━━━━━ DATA FOR REVIEW

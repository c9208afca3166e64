//! TonalChords - diatonic chords in a key chosen from the modifier zone.
//!
//! Each pitch class of the play zone is mapped to a chord built on the
//! scale degrees of C major (I, ii, V7, ...). A note in the octave below
//! the split point sets the tonic, which transposes every chord that
//! follows. Chords are anchored to the octave of the played note, so the
//! same pitch class always produces the same voicing within an octave.
//!
//! ```text
//! output = (note / 12) * 12 + tonic + offset
//! ```

use std::sync::Arc;

use chordkit::prelude::*;

// =============================================================================
// Plugin Configuration
// =============================================================================

/// Plugin metadata.
pub static CONFIG: PluginConfig = PluginConfig::new("Tonal Chord", 3)
    .with_description(
        "Plugin that creates different chords for each note of the octave based on tonal harmony",
    )
    .with_version(0, 1, 0);

// =============================================================================
// Chord Table
// =============================================================================

/// Diatonic chords of C major, offsets from the C of the played octave.
pub const CHORDS: &[(&str, &[u8])] = &[
    ("None", &[0]),
    ("I", &[0, 4, 7]),
    ("C Major Seventh", &[0, 4, 7, 11]),
    ("III", &[4, 7, 11]),
    ("D Minor Seventh", &[2, 5, 9, 12]),
    ("V", &[7, 11, 14]),
    ("VII", &[11, 14, 17]),
    ("E Minor Seventh", &[4, 7, 11, 14]),
    ("II", &[2, 5, 9]),
    ("F Major Seventh", &[5, 9, 12, 16]),
    ("IV", &[5, 9, 12]),
    ("G Dominant Seventh", &[7, 11, 14, 17]),
    ("VI", &[9, 12, 16]),
];

// =============================================================================
// Parameters
// =============================================================================

/// Id of the split point parameter.
pub const SPLIT_POINT: ParameterId = 12;

/// TonalChords parameters.
#[derive(Debug)]
pub struct TonalParameters {
    chords: [IntParameter; 12],
    split_point: IntParameter,
}

impl TonalParameters {
    pub fn new(table: &ChordTable) -> Self {
        let last = table.len().saturating_sub(1) as i64;
        let labels = Formatter::labels(1, table.names().into_iter().skip(1));
        Self {
            chords: std::array::from_fn(|pc| {
                IntParameter::new(format!("{} chord", NOTE_NAMES[pc]), pc as i64 + 1, 1..=last)
                    .with_id(pc as ParameterId)
                    .with_formatter(labels.clone())
            }),
            split_point: IntParameter::new("Split Point", 60, 12..=115)
                .with_id(SPLIT_POINT)
                .with_formatter(Formatter::NoteName),
        }
    }

    /// Chord played for pitch class `pc`.
    pub fn chord_for_pitch_class(&self, pc: u8) -> ChordId {
        self.chords
            .get(pc as usize)
            .map_or(BYPASS_CHORD, |p| ChordId::try_from(p.get()).unwrap_or(ChordId::MAX))
    }

    /// First note of the play zone.
    pub fn split_point(&self) -> MidiNote {
        MidiNote::try_from(self.split_point.get()).unwrap_or(60)
    }
}

impl ParameterStore for TonalParameters {
    fn count(&self) -> usize {
        13
    }

    fn parameter(&self, index: usize) -> Option<&dyn ParameterRef> {
        match index {
            0..=11 => Some(&self.chords[index]),
            12 => Some(&self.split_point),
            _ => None,
        }
    }
}

// =============================================================================
// Voicing
// =============================================================================

/// Maps pitch classes to diatonic chords, transposed by the tonic.
#[derive(Debug)]
pub struct TonalVoicing {
    table: ChordTable,
    parameters: Arc<TonalParameters>,
    tonic: u8,
}

impl TonalVoicing {
    pub fn new(table: ChordTable, parameters: Arc<TonalParameters>) -> Self {
        Self {
            table,
            parameters,
            tonic: 0,
        }
    }

    /// Semitones above C of the current key.
    pub fn tonic(&self) -> u8 {
        self.tonic
    }
}

impl Voicing for TonalVoicing {
    fn zones(&self) -> KeyZones {
        KeyZones::split(self.parameters.split_point())
    }

    // The tonic sticks until another modifier key is pressed.
    fn modifier(&mut self, _note: MidiNote, key: u8, pressed: bool) {
        if pressed {
            self.tonic = key;
        }
    }

    fn voice(&self, note: MidiNote, velocity: u8) -> Option<Chord> {
        let id = self.parameters.chord_for_pitch_class(note % OCTAVE);
        let definition = self.table.get(id)?;
        let base = (note / OCTAVE * OCTAVE).checked_add(self.tonic)?;
        let mut chord = Chord::from_table(id);
        for output in definition.notes_from(base) {
            chord.push(output, velocity);
        }
        Some(chord)
    }

    fn reset(&mut self) {
        self.tonic = 0;
    }
}

// =============================================================================
// Processor
// =============================================================================

/// TonalChords processor.
#[derive(Debug)]
pub struct TonalChords {
    parameters: Arc<TonalParameters>,
    engine: ChordEngine<TonalVoicing>,
}

impl TonalChords {
    /// Create a processor with the default engine configuration.
    pub fn new() -> PluginResult<Self> {
        Self::with_config(EngineConfig::default())
    }

    /// Create a processor with an explicit engine configuration.
    pub fn with_config(config: EngineConfig) -> PluginResult<Self> {
        let table = ChordTable::from_static(CHORDS)?;
        let parameters = Arc::new(TonalParameters::new(&table));
        let voicing = TonalVoicing::new(table, Arc::clone(&parameters));
        log::debug!("{} created", CONFIG.name);
        Ok(Self {
            parameters,
            engine: ChordEngine::new(voicing, config),
        })
    }

    /// Current tonic (0 = C).
    pub fn tonic(&self) -> u8 {
        self.engine.voicing().tonic()
    }
}

impl MidiProcessor for TonalChords {
    type Parameters = TonalParameters;

    fn config(&self) -> &'static PluginConfig {
        &CONFIG
    }

    fn parameters(&self) -> &Arc<TonalParameters> {
        &self.parameters
    }

    fn process(&mut self, input: &[MidiEvent], output: &mut MidiBuffer) {
        self.engine.process(input, output);
    }

    fn reset(&mut self, output: &mut MidiBuffer) {
        self.engine.release_all(0, output);
        self.engine.reset();
    }
}

#[cfg(test)]
mod tests {
    use super::*;

    fn notes(plugin: &mut TonalChords, input: &[MidiEvent]) -> Vec<(u8, u8)> {
        let mut output = MidiBuffer::with_capacity(64);
        plugin.process(input, &mut output);
        output.iter().map(|e| (e.status() & 0xF0, e.data[1])).collect()
    }

    #[test]
    fn test_default_mapping_in_c() {
        let mut plugin = TonalChords::new().unwrap();
        // C4 -> I
        let out = notes(&mut plugin, &[MidiEvent::note_on(0, 0, 60, 100)]);
        assert_eq!(out, vec![(0x90, 60), (0x90, 64), (0x90, 67)]);
        // D4 (pitch class 2) -> "III", anchored at C4.
        let out = notes(&mut plugin, &[MidiEvent::note_on(0, 0, 62, 100)]);
        assert_eq!(out, vec![(0x90, 64), (0x90, 67), (0x90, 71)]);
    }

    #[test]
    fn test_tonic_transposes() {
        let mut plugin = TonalChords::new().unwrap();
        // D below the split sets the tonic to 2.
        let out = notes(
            &mut plugin,
            &[
                MidiEvent::note_on(0, 0, 50, 100),
                MidiEvent::note_off(0, 0, 50, 0),
                MidiEvent::note_on(0, 0, 60, 100),
            ],
        );
        assert_eq!(plugin.tonic(), 2);
        assert_eq!(out, vec![(0x90, 62), (0x90, 66), (0x90, 69)]);
    }

    #[test]
    fn test_note_off_releases_sent_notes_after_tonic_change() {
        let mut plugin = TonalChords::new().unwrap();
        notes(&mut plugin, &[MidiEvent::note_on(0, 0, 60, 100)]);
        notes(&mut plugin, &[MidiEvent::note_on(0, 0, 55, 100)]);
        let out = notes(&mut plugin, &[MidiEvent::note_off(0, 0, 60, 0)]);
        assert_eq!(out, vec![(0x80, 60), (0x80, 64), (0x80, 67)]);
    }

    #[test]
    fn test_retrigger() {
        let mut plugin = TonalChords::new().unwrap();
        notes(&mut plugin, &[MidiEvent::note_on(0, 0, 60, 100)]);
        let out = notes(
            &mut plugin,
            &[
                MidiEvent::note_on(0, 0, 49, 100),
                MidiEvent::note_on(0, 0, 60, 100),
            ],
        );
        assert_eq!(
            out,
            vec![
                (0x80, 60),
                (0x80, 64),
                (0x80, 67),
                (0x90, 61),
                (0x90, 65),
                (0x90, 68),
            ]
        );
    }

    #[test]
    fn test_high_notes_skipped() {
        let mut plugin = TonalChords::new().unwrap();
        // F9: pitch class 5 -> "VII" {11, 14, 17} on base 120, all above 127.
        let out = notes(&mut plugin, &[MidiEvent::note_on(0, 0, 125, 100)]);
        assert!(out.is_empty());
        let out = notes(&mut plugin, &[MidiEvent::note_on(0, 0, 120, 100)]);
        assert_eq!(out, vec![(0x90, 120), (0x90, 124), (0x90, 127)]);
    }

    #[test]
    fn test_malformed_note_with_high_tonic() {
        let mut plugin = TonalChords::new().unwrap();
        // B below the split: tonic 11.
        notes(&mut plugin, &[MidiEvent::note_on(0, 0, 59, 100)]);
        assert_eq!(plugin.tonic(), 11);
        let raw = MidiEvent::new(0, [0x90, 0xFF, 100]);
        let mut output = MidiBuffer::with_capacity(8);
        plugin.process(&[raw], &mut output);
        assert_eq!(output.as_slice(), &[raw]);
        assert!(plugin.engine.voicing().voice(255, 100).is_none());
    }

    #[test]
    fn test_parameters() {
        let plugin = TonalChords::new().unwrap();
        let params = plugin.parameters();
        assert_eq!(params.count(), 13);
        assert_eq!(params.format(0, 1.0).as_deref(), Some("I"));
        assert_eq!(params.format(0, 12.0).as_deref(), Some("VI"));
        assert!(!plugin.set_parameter(0, 13.0));
        assert!(!plugin.set_parameter(SPLIT_POINT, 127.0));
        assert!(plugin.set_parameter(SPLIT_POINT, 48.0));
        assert_eq!(params.chord_for_pitch_class(0), 1);
    }
}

━━━━━━━━━━

HOW TO COMPLETE THIS TASK
Show the lines above that have the word "Option".

REPLY
    fn parameter(&self, index: usize) -> Option<&dyn ParameterRef> {
    fn voice(&self, note: MidiNote, velocity: u8) -> Option<Chord> {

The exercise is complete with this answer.